Gum Disease

Gum Disease or Periodontitis is an inflammatory disease affecting the tissues which surround and support the teeth and if left untreated can lead to loosening and subsequent loss of teeth.

What are the symptoms and consequences of Gum Disease?

As the disease progresses, gums become red and bleed with brushing and teeth may become loose and consequently, they will need to be removed. The most recent national adult dental health survey found that 54% of adults aged over 16 had moderate signs of Periodontal Disease in one or more teeth. More severe periodontal disease was found in 5% of the population.
Which are the causes of Gum Disease?

The primary cause of gingival inflammation is poor oral hygiene which in susceptible patients can progress to periodontitis. Smoking and other factors can increase the risk of Periodontitis. The majority of patients with perio conditions can be treated simply with oral hygiene instruction and advice, and debridement (cleaning) with special instruments to remove plaque and tartar. This debridement is called Periodontal Treatment and can be carried out by the dentist.

Peri – implantitis

Peri-implantitis is a site-specific infectious disease that causes an inflammatory process in soft tissues, and bone loss around an osseointegrated implant in function. Two entities are described within the concept of peri-implant disease: peri-implant mucositis and peri-implantitis. Peri-implant mucositis is defined as a reversible inflammatory reaction in the soft tissues surrounding an implant. Peri-implantitis is an inflammatory reaction with loss of supporting bone in the tissues surrounding an implant

The etiology of the implant infection is conditioned by the status of the tissue surrounding the implant, degree of roughness, and excessive mechanical load. Bacterial flora, which are associated with periodontitis (gum disease surrounding natural teeth) and peri-implantitis, are found to be similar.

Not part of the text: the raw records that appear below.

//! Unique name resolution
//!
//! Suffixes are `-N` with the smallest free `N >= 1`, bounded by the
//! configured maximum.

use crate::config::{NamePolicy, NamingConfig};
use crate::errors::{CommandError, Result};

/// How the name of an inserted command is chosen
#[derive(Debug, Clone, Copy)]
pub(crate) enum NameRequest<'a> {
    /// Name proposed by a type template; subject to the naming policy
    Template(&'a str),
    /// Copy of an existing command; always suffixed
    DuplicateOf(&'a str),
    /// Caller-chosen name; must be free
    Exact(&'a str),
}

pub(crate) fn resolve_name<F>(request: NameRequest<'_>, naming: &NamingConfig, taken: F) -> Result<String>
where
    F: Fn(&str) -> bool,
{
    match request {
        NameRequest::Template(base) => {
            if !taken(base) {
                return Ok(base.to_string());
            }
            match naming.policy {
                NamePolicy::Reject => Err(CommandError::DuplicateName {
                    name: base.to_string(),
                }),
                NamePolicy::AutoSuffix => first_free_suffix(base, naming.max_name_suffix, &taken),
            }
        }
        NameRequest::DuplicateOf(base) => first_free_suffix(base, naming.max_name_suffix, &taken),
        NameRequest::Exact(name) => {
            if taken(name) {
                Err(CommandError::DuplicateName {
                    name: name.to_string(),
                })
            } else {
                Ok(name.to_string())
            }
        }
    }
}

fn first_free_suffix<F>(base: &str, max_suffix: u32, taken: &F) -> Result<String>
where
    F: Fn(&str) -> bool,
{
    (1..=max_suffix)
        .map(|n| format!("{base}-{n}"))
        .find(|candidate| !taken(candidate))
        .ok_or_else(|| CommandError::DuplicateName {
            name: base.to_string(),
        })
}

/// Reject empty or whitespace-only names
pub(crate) fn validate_name(name: &str) -> Result<()> {
    if name.trim().is_empty() {
        return Err(CommandError::InvalidName {
            reason: "Command name cannot be empty or whitespace-only".to_string(),
        });
    }
    Ok(())
}

#[cfg(test)]
mod tests {
    use super::*;

    fn taken_from<'a>(names: &'a [&'a str]) -> impl Fn(&str) -> bool + 'a {
        move |candidate| names.contains(&candidate)
    }

    #[test]
    fn test_free_template_name_kept() {
        let name = resolve_name(
            NameRequest::Template("build"),
            &NamingConfig::default(),
            taken_from(&["run"]),
        )
        .unwrap();
        assert_eq!(name, "build");
    }

    #[test]
    fn test_taken_template_name_gets_smallest_free_suffix() {
        let name = resolve_name(
            NameRequest::Template("build"),
            &NamingConfig::default(),
            taken_from(&["build", "build-1", "build-3"]),
        )
        .unwrap();
        assert_eq!(name, "build-2");
    }

    #[test]
    fn test_reject_policy() {
        let naming = NamingConfig {
            policy: NamePolicy::Reject,
            ..NamingConfig::default()
        };
        let result = resolve_name(NameRequest::Template("build"), &naming, taken_from(&["build"]));
        assert_eq!(
            result,
            Err(CommandError::DuplicateName {
                name: "build".to_string()
            })
        );
    }

    #[test]
    fn test_duplicate_always_suffixes_even_under_reject() {
        let naming = NamingConfig {
            policy: NamePolicy::Reject,
            ..NamingConfig::default()
        };
        let name = resolve_name(NameRequest::DuplicateOf("run"), &naming, taken_from(&["run"])).unwrap();
        assert_eq!(name, "run-1");
    }

    #[test]
    fn test_suffix_exhaustion() {
        let naming = NamingConfig {
            max_name_suffix: 2,
            ..NamingConfig::default()
        };
        let result = resolve_name(
            NameRequest::DuplicateOf("t"),
            &naming,
            taken_from(&["t", "t-1", "t-2"]),
        );
        assert!(matches!(result, Err(CommandError::DuplicateName { .. })));
    }

    #[test]
    fn test_exact_name_must_be_free() {
        let naming = NamingConfig::default();
        assert!(resolve_name(NameRequest::Exact("a"), &naming, taken_from(&["a"])).is_err());
        assert_eq!(
            resolve_name(NameRequest::Exact("b"), &naming, taken_from(&["a"])).unwrap(),
            "b"
        );
    }

    #[test]
    fn test_validate_name() {
        assert!(validate_name("build").is_ok());
        assert!(matches!(
            validate_name(" \t"),
            Err(CommandError::InvalidName { .. })
        ));
    }
}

Diagnosis is based on changes of colour in the gingiva, bleeding and probing depth of peri-implant pockets, presence of pus discharge, X-ray, and loss of bone height around the tooth. Treatment will differ depending upon whether it is a case of peri-implant mucositis or peri-implantitis. The management of implant infection should be focused on the control of infection, the cleaning of the implant surface, and regeneration of the alveolar bone.

Frequently Asked Questions

Gum disease, also known as periodontal disease, is an infection that affects the tissues surrounding and supporting your teeth. Common symptoms include swollen, red, or bleeding gums, persistent bad breath, loose teeth, and gum recession.

If left untreated, gum disease can lead to serious complications. It may cause tooth loss, damage to the jawbone, and increase the risk of systemic health issues such as heart disease and diabetes.

Preventing gum disease involves maintaining good oral hygiene practices. Brush your teeth at least twice daily with fluoride toothpaste, floss regularly to remove plaque between teeth, and schedule regular dental check-ups and cleanings. Avoid tobacco use and maintain a balanced diet to support overall oral health.

Gum disease progresses through different stages. The initial stage is gingivitis, characterized by gum inflammation but no irreversible damage. If left untreated, it can advance to periodontitis, where the infection spreads beneath the gum line, causing bone and tissue damage. Regular dental visits can help catch and address gum disease early.

The treatment for gum disease varies depending on the severity. Mild cases of gingivitis can often be managed with professional dental cleanings and improved oral hygiene at home. More advanced cases of periodontitis may require scaling and root planing, antibiotics, or even surgery to repair damaged tissues and bones. Early detection and intervention are essential for successful treatment.